I've felt very similar to what you're saying. First time I tried to hang myself, I was about 11 or 12. I was kind of what you described minus the voices.

And I def felt like there was another "me" so to speak.
 
I've felt very similar to what you're saying. First time I tried to hang myself, I was about 11 or 12. I was kind of what you described minus the voices.

And I def felt like there was another "me" so to speak.
i was 14-15. guess why did i suicide? a stacy rejected me telling me you are too young cause she was 17 18 but then she dated a boy younger than me. 12yo chad had more height than what i have right now in 25. those were the very hard times cause my parents divorced and this rejection triggered me badly.
 
For me college was the worst years
College was also a very bad time for me, but at least in college you don't spend all your time with the same group of people, most people ignore you and that's it, they see you and think: "there goes another loser" but They don't take the time to bother you like they did in high school, at least it happened to me like that.
 
College was also a very bad time for me, but at least in college you don't spend all your time with the same group of people, most people ignore you and that's it, they see you and think: "there goes another loser" but They don't take the time to bother you like they did in high school, at least it happened to me like that.
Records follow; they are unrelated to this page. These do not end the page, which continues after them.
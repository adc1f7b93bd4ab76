#![deny(missing_docs)]
#![doc = include_str!("../README.md")]

//! Named-column dispatch and derived-column caching for batch indicators.

use std::collections::BTreeMap;

use ndarray::Array1;
use thiserror::Error;
use tracing::debug;

use crossline_indicators::series::normalize;
use crossline_indicators::validate::validate_series;
use crossline_indicators::{
    CanonicalSeries, ComponentSpec, Indicator, IndicatorError, MovingAverageCrossover,
    SeriesInput, Sma,
};

/// Result alias for façade operations.
pub type AnalysisResult<T> = Result<T, AnalysisError>;

/// Error type surfaced by the analysis façade.
#[derive(Debug, Clone, PartialEq, Error)]
pub enum AnalysisError {
    /// A core indicator precondition was violated; carries the offending
    /// column or parameter identity.
    #[error(transparent)]
    Indicator(#[from] IndicatorError),
    /// The requested input column does not exist.
    #[error("unknown column `{name}`")]
    UnknownColumn {
        /// The requested column name, after lower-casing.
        name: String,
    },
}

/// Named-column wrapper over the indicator core.
///
/// Column names are lower-cased on ingestion and each column is normalized
/// and validated immediately, so every construction failure names the
/// offending column. Derived columns are cached under
/// `{column}_{indicator}_{window}` keys; a repeated request with identical
/// parameters returns the previously computed series unchanged.
#[derive(Debug, Clone, Default)]
pub struct Analysis {
    input: BTreeMap<String, CanonicalSeries>,
    derived: BTreeMap<String, Array1<f64>>,
}

impl Analysis {
    /// Ingests named columns, lower-casing names and validating every column.
    pub fn new<I, N, S>(columns: I) -> AnalysisResult<Self>
    where
        I: IntoIterator<Item = (N, S)>,
        N: Into<String>,
        S: Into<SeriesInput>,
    {
        let mut input = BTreeMap::new();
        for (name, data) in columns {
            let name = name.into().to_lowercase();
            let series = normalize(&name, data.into())?;
            validate_series(&name, &series)?;
            input.insert(name, series);
        }
        Ok(Self {
            input,
            derived: BTreeMap::new(),
        })
    }

    /// Looks up an input column by (lower-cased) name.
    pub fn column(&self, name: &str) -> AnalysisResult<&CanonicalSeries> {
        let name = name.to_lowercase();
        self.input
            .get(&name)
            .ok_or(AnalysisError::UnknownColumn { name })
    }

    /// Computes (or retrieves) the simple moving average of a column.
    ///
    /// The derived series is cached under `{column}_sma_{window}`.
    pub fn simple_moving_average(
        &mut self,
        column: &str,
        window: usize,
    ) -> AnalysisResult<&Array1<f64>> {
        let column = column.to_lowercase();
        let key = format!("{column}_sma_{window}");
        if self.derived.contains_key(&key) {
            debug!(%key, "returning cached derived column");
        } else {
            debug!(%column, window, "computing simple moving average");
            // The column was validated at ingestion; only window errors can
            // come back from the core here.
            let series = self.column(&column)?;
            let sma = Sma::new(series.values().clone(), window)?;
            self.derived.insert(key.clone(), sma.to_array().clone());
        }
        Ok(&self.derived[&key])
    }

    /// Computes (or retrieves) a moving-average crossover signal over a column.
    ///
    /// The derived series is cached under
    /// `{column}_macross_{first window}_{second window}`.
    pub fn moving_average_crossover(
        &mut self,
        column: &str,
        first: ComponentSpec,
        second: ComponentSpec,
    ) -> AnalysisResult<&Array1<f64>> {
        let column = column.to_lowercase();
        // Mirror the composer's component check before touching the cache so
        // a non-moving-average kind fails the same way it would in the core.
        for (role, spec) in [("first", &first), ("second", &second)] {
            if !spec.kind.is_moving_average() {
                return Err(IndicatorError::invalid_component(role, spec.kind).into());
            }
        }
        let key = format!(
            "{column}_macross_{}_{}",
            first.window()?,
            second.window()?
        );
        if self.derived.contains_key(&key) {
            debug!(%key, "returning cached derived column");
        } else {
            debug!(%column, "computing moving average crossover");
            let series = self.column(&column)?;
            let cross = MovingAverageCrossover::new(series.values().clone(), first, second)?;
            self.derived.insert(key.clone(), cross.to_array().clone());
        }
        Ok(&self.derived[&key])
    }

    /// Retrieves a previously computed derived column by its cache key.
    ///
    /// Fails with [`IndicatorError::OutputNotReady`] if the column has not
    /// been computed yet.
    pub fn derived(&self, key: &str) -> AnalysisResult<&Array1<f64>> {
        self.derived
            .get(key)
            .ok_or_else(|| IndicatorError::output_not_ready(key).into())
    }

    /// Cache keys of every derived column computed so far.
    pub fn derived_keys(&self) -> impl Iterator<Item = &str> {
        self.derived.keys().map(String::as_str)
    }

    /// Names of the ingested input columns.
    pub fn columns(&self) -> impl Iterator<Item = &str> {
        self.input.keys().map(String::as_str)
    }
}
If you think college bullying doesn’t exist you’re wrong. It’s pretty common and many college bullying victims were bullied before college
 
If you think college bullying doesn’t exist you’re wrong. It’s pretty common and many college bullying victims were bullied before college
I'm not saying that it doesn't exist, just that it didn't happen to me, I think it was because I hid myself too much, I was practically a hermit back then, I think more than now
 
I'm not saying that it doesn't exist, just that it didn't happen to me, I think it was because I hid myself too much, I was practically a hermit back then, I think more than now
Everyone’s now a hermit under covid
 
bro, I live like this since 2004, I live in covid quarantine since those times
Didn’t you once tell me you live in Ireland?